And yet, it is precisely the animal’s ubiquity in the past and present of American culture and society that all the more forcefully underlines its at best shadowy presence in traditional strands of American (and European) historiography. Just like the corporeal, animal life of the human, nonhuman animals appear to inhabit a realm beyond the pale of serious historical inquiry: they are, it seems, both an unworthy and an impossible object of historiographical practice. Fortunately, throughout the last decade or so, the study of animals, animality and human-animal relations has garnered increasing scholarly attention across the disciplines and what is now often referred to as Human-Animal Studies is no longer confined to an existence at the margins of academia. This wider academic acceptance of the animal brings with it, among other things, not only great potential for interdisciplinary work, but also a number of thorny methodological as well as political and ethical questions. What exactly are we writing about when (we think) we are writing about the animal?

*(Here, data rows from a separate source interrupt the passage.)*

//! Snapshot builders, one per family.
//!
//! Builders read the simulation and assemble a fresh snapshot. They never
//! fail: unavailable data yields the family's empty snapshot and failed
//! lookups yield per-field sentinels. [`guarded`] is the last line: a panic
//! inside a builder is caught there and reported as an error the caller maps
//! to the empty snapshot.

pub mod actor;
pub mod combat;
pub mod containers;
pub mod panels;
pub mod task;
pub mod world;

use std::any::Any;
use std::panic::{AssertUnwindSafe, catch_unwind};

use tickstate_core::{ActorRef, LocalActor, NpcRecord, StateError};
use tickstate_state::NpcSnapshot;

use crate::dirty::Family;

/// Run a builder behind a panic boundary.
pub fn guarded<T>(family: Family, build: impl FnOnce() -> T) -> Result<T, StateError> {
    catch_unwind(AssertUnwindSafe(build)).map_err(|payload| StateError::BuilderPanic {
        family: family.to_string(),
        message: panic_message(payload.as_ref()),
    })
}

fn panic_message(payload: &(dyn Any + Send)) -> String {
    if let Some(s) = payload.downcast_ref::<&str>() {
        (*s).to_string()
    } else if let Some(s) = payload.downcast_ref::<String>() {
        s.clone()
    } else {
        "non-string panic payload".to_string()
    }
}

/// Whether an actor reference points at the local player.
pub(crate) fn targets_local(target: Option<ActorRef>, local: &LocalActor) -> bool {
    target == Some(ActorRef::Player(local.index))
}

/// Snapshot of one NPC relative to the local player.
pub(crate) fn npc_snapshot(npc: &NpcRecord, local: &LocalActor) -> NpcSnapshot {
    NpcSnapshot {
        index: npc.index,
        id: npc.id,
        name: npc.name.clone(),
        combat_level: npc.combat_level,
        position: npc.position,
        health_ratio: npc.health_ratio,
        health_scale: npc.health_scale,
        animation: npc.animation,
        interacting: npc.interacting,
        is_targeting_actor: targets_local(npc.interacting, local),
        is_dead: npc.is_dead,
        size: npc.size,
    }
}

// ─────────────────────────────────────────────────────────────────────────────
// Tests
// ─────────────────────────────────────────────────────────────────────────────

What and where is the animal in between the domains of nature and culture which, in their neat separation, are themselves merely human inventions? Can we free ourselves from the grip of a deeply entrenched anthropocentric humanism and develop academic perspectives that acknowledge and embrace the animal?

These questions are, of course, hopelessly beyond the scope of a single volume. However, keeping them in mind and in the hope that a critical, interdisciplinary historical perspective may contribute to their resolution, this collection seeks to address the question of the animal in the American “long nineteenth-century” from the Revolutionary period to the massive social, cultural and political transformations of the Progressive Era. We welcome contributions from historical, cultural and literary studies and related disciplines and also strongly encourage essays that combine their historical, literary or cultural analysis with methodological or philosophical questions pertaining to the study of animals, animality and human-animal relations.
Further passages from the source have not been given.